═════ RECORDS FOR PROCESSING ═════

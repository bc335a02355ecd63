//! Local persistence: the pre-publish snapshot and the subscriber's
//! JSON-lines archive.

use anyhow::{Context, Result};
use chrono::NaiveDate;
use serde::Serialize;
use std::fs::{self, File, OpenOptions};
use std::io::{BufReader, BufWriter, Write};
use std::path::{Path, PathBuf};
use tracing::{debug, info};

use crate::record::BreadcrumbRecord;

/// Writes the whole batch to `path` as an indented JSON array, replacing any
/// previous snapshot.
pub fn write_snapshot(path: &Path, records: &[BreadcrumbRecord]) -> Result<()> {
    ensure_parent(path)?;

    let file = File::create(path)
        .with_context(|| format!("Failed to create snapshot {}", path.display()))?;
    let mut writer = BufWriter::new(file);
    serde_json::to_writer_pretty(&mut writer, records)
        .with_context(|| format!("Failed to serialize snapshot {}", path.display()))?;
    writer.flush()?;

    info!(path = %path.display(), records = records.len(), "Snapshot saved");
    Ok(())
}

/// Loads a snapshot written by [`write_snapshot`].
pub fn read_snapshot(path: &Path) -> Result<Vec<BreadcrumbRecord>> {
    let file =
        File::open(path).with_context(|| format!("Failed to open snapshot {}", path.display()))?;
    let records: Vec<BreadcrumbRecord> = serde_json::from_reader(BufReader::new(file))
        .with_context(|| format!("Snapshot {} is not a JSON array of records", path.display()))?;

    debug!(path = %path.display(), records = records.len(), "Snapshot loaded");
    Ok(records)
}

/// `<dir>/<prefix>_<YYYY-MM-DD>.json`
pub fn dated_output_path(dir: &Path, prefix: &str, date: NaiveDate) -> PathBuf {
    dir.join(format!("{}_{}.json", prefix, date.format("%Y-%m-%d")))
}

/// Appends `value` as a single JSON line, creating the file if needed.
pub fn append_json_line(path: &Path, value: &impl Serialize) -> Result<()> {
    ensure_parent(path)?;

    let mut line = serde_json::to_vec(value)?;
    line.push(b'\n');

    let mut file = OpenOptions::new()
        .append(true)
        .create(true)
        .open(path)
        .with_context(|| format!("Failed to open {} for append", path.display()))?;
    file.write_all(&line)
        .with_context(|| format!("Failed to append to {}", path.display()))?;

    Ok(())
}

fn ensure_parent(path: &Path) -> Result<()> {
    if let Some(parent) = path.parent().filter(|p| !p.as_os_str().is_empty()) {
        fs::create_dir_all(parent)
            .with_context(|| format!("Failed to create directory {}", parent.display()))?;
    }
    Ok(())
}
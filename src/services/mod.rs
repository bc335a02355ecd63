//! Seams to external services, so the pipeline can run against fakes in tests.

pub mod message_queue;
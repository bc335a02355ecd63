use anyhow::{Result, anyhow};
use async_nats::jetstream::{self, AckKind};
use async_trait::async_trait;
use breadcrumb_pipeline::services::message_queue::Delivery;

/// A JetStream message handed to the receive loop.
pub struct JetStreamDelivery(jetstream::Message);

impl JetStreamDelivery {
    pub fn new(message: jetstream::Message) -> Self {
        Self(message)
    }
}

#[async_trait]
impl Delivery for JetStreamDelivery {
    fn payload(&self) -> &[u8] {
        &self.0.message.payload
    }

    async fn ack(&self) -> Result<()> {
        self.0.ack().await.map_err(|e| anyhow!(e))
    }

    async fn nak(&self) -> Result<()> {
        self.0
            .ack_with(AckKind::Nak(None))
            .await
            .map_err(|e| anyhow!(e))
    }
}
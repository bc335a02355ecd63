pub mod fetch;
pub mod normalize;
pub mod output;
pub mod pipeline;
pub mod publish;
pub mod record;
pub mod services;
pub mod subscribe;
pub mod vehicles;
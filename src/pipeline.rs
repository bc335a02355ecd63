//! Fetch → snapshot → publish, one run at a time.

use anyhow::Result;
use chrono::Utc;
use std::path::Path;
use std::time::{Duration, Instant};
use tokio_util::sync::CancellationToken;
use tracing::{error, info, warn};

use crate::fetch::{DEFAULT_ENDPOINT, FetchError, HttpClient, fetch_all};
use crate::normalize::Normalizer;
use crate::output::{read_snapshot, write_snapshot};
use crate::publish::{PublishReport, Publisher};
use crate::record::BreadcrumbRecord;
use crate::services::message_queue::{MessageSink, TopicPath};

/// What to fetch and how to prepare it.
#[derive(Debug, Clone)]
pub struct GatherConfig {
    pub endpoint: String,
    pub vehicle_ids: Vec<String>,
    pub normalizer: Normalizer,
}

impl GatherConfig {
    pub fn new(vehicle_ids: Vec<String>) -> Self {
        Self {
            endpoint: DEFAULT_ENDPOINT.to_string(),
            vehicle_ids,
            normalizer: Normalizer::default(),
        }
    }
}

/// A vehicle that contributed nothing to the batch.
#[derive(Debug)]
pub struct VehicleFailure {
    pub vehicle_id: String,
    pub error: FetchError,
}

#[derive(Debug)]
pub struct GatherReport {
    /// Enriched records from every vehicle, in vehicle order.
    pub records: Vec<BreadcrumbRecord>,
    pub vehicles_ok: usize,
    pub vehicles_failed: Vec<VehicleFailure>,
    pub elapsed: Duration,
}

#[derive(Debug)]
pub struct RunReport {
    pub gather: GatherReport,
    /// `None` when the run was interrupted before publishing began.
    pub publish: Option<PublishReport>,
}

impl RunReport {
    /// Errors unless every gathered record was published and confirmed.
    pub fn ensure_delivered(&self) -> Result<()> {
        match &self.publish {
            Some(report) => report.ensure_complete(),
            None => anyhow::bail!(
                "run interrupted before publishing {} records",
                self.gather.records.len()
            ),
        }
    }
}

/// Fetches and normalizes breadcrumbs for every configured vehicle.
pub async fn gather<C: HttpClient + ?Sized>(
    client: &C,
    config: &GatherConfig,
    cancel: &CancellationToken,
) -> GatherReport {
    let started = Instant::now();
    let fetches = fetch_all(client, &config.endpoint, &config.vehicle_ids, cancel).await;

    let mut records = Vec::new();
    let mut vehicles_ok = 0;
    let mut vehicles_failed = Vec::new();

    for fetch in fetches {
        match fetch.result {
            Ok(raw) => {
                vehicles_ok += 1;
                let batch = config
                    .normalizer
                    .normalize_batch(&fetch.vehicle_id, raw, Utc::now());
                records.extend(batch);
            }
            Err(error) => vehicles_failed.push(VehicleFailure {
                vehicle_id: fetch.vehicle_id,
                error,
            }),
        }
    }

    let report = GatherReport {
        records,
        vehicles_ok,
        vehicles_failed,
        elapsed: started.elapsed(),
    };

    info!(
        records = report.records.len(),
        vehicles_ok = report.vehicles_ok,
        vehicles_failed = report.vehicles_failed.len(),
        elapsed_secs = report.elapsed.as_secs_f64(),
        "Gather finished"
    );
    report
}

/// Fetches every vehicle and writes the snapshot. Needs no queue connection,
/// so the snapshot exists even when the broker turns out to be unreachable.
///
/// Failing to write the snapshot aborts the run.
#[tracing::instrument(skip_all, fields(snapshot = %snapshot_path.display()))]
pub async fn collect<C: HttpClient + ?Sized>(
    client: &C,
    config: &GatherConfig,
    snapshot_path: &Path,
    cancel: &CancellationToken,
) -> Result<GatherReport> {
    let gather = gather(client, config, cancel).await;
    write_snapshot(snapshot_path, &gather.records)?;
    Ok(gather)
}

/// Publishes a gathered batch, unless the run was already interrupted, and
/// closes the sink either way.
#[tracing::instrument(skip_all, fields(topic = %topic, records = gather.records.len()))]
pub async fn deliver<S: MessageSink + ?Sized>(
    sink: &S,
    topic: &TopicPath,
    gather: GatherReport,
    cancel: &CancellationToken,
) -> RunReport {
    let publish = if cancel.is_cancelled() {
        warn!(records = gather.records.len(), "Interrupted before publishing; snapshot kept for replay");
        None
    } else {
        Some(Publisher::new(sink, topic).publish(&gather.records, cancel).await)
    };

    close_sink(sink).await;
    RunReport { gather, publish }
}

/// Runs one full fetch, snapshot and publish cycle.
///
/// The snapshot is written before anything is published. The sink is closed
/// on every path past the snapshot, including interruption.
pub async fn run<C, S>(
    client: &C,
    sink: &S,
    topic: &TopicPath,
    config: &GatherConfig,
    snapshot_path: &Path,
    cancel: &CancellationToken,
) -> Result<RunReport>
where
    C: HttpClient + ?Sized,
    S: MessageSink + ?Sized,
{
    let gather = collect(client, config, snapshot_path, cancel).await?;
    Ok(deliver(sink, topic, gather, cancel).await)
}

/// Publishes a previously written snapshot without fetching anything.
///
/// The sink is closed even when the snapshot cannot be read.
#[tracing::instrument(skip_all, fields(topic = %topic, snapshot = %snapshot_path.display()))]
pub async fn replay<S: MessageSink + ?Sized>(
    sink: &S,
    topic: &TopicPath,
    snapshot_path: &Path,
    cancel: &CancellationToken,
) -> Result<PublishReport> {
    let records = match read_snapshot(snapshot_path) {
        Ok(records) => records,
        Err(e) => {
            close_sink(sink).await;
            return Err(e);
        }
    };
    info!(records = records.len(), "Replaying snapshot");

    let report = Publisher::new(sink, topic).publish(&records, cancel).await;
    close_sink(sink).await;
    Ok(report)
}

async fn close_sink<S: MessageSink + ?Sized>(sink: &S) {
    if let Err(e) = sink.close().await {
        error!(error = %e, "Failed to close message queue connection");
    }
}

═════

ACTIVITY:
Among the lines above, which hold the word "crate"? Report each one.

COMPLETED EXERCISE:
use crate::record::BreadcrumbRecord;
use crate::fetch::{DEFAULT_ENDPOINT, FetchError, HttpClient, fetch_all};
use crate::normalize::Normalizer;
use crate::output::{read_snapshot, write_snapshot};
use crate::publish::{PublishReport, Publisher};
use crate::record::BreadcrumbRecord;
use crate::services::message_queue::{MessageSink, TopicPath};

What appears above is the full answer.